O meu pai era paulista Meu avô, pernambucano O meu bisavô, mineiro Meu tataravô, baiano Vou na estrada há muitos anos Sou um artista brasileiro


Suas composições vão ficando cada vez mais polifônicas, abandonando aquela ideia de que se poderia interpretar um único Brasil, vamos acompanhando um artista que vai demonstrando cada vez mais um mal-estar no mundo, desmascarando o fosso que no qual a sociedade brasileira se divide. O mundo mudou muito, a música também, o artista sensível observa e assimila o novo, sempre apoiado na tradição , torna-se mais intimista, mais lírico e introspectivo, compondo músicas com muito mais complexidades harmônicas, cada vez mais influenciado por Tom Jobim, seu maestro soberano. Jorge Chaloub fala desse Chico:


O Chico contemporâneo, dos seus últimos discos, é aquele que leva a forma-canção a seus extremos, explorando ao máximo suas possibilidades rítmicas melódicas e harmônicas. As letras aparecem cada vez mais complexas, sem a linearidade de outrora, quando ainda podíamos identificar grandes narrativas no cancioneiro buarquiano. Chico avança ainda mais na forma canção, nessa forma musical definida, não pela sobreposição entre elementos autônomos, música e letra, mas justamente pela fina interação e quase indiscernibilidade entre ambas, em simbiose na qual não somente a música condiciona a letra, mas também a letra sugere caminhos melódicos, harmônicos e rítmicos .

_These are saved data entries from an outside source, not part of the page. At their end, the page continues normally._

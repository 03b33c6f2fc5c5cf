//! Trait seams for external collaborators.
//!
//! The analyzer does not run character recognition itself. It talks to an
//! engine through [`TextRecognizer`], which receives an already cropped
//! (and, where needed, rotated) region and returns whatever text the
//! engine read. Implementations are expected to bound their own latency;
//! an engine failure surfaces as a recoverable error and never corrupts
//! registry state.

use crate::core::errors::ChartResult;
use image::RgbImage;

/// Recognition configuration for a single region.
#[derive(Debug, Clone, Copy, PartialEq, Eq)]
pub enum OcrMode {
    /// Free-form text, e.g. axis titles and group labels.
    GeneralText,
    /// Digits and decimal points only, e.g. the origin and ymax values.
    DigitsOnly,
}

/// A character recognition engine.
///
/// The region handed to `recognize` is a tight crop around one detected
/// element, already padded and rotated upright by the adapter. The
/// returned text is raw engine output; trimming and numeric token
/// extraction happen in the adapter.
pub trait TextRecognizer: Send + Sync {
    /// Reads the text in `region` under the given mode.
    ///
    /// An empty string is a valid result and means the engine saw no
    /// text. Errors are reserved for engine failures (timeouts, broken
    /// sessions) and are recoverable by the caller.
    fn recognize(&self, region: &RgbImage, mode: OcrMode) -> ChartResult<String>;
}

impl<T: TextRecognizer + ?Sized> TextRecognizer for &T {
    fn recognize(&self, region: &RgbImage, mode: OcrMode) -> ChartResult<String> {
        (**self).recognize(region, mode)
    }
}

impl<T: TextRecognizer + ?Sized> TextRecognizer for Box<T> {
    fn recognize(&self, region: &RgbImage, mode: OcrMode) -> ChartResult<String> {
        (**self).recognize(region, mode)
    }
}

Ao comentar o novo álbum Caravanas, Chaloub afirma que o esforço parece ser o de emular na construção do disco a mesma pluralidade de vozes presente no Brasil contemporâneo, que não mais comportaria o intelectual-mpbista como intérprete privilegiado dos desígnios da sociedade (...) As transformações não passariam, todavia, pela supressão da tradição, mas pela sua tensa composição com o moderno


Se quisermos conhecer o Brasil e a cultura brasileira de 68 pra cá, temos que buscar a obra de Chico Buarque, assim como fazemos com Machado no século XIX e Drummond no séc. XX . A qualidade de sua arte: as peças e os romances e , principalmente, sua palavra cantada devem estar presentes em nossos planejamentos de Língua Portuguesa/Literatura Brasileira.


As possibilidades que a obra de Chico trazem para um trabalho intertextual e interdisciplinar em sala de aula são inúmeras. Vou apresentar algumas propostas no próximo post. Por ora, importa mesmo é dar parabéns duplamente, pelo prêmio e por seu aniversário dia 19. E você?Já ouviu Chico Buarque hoje?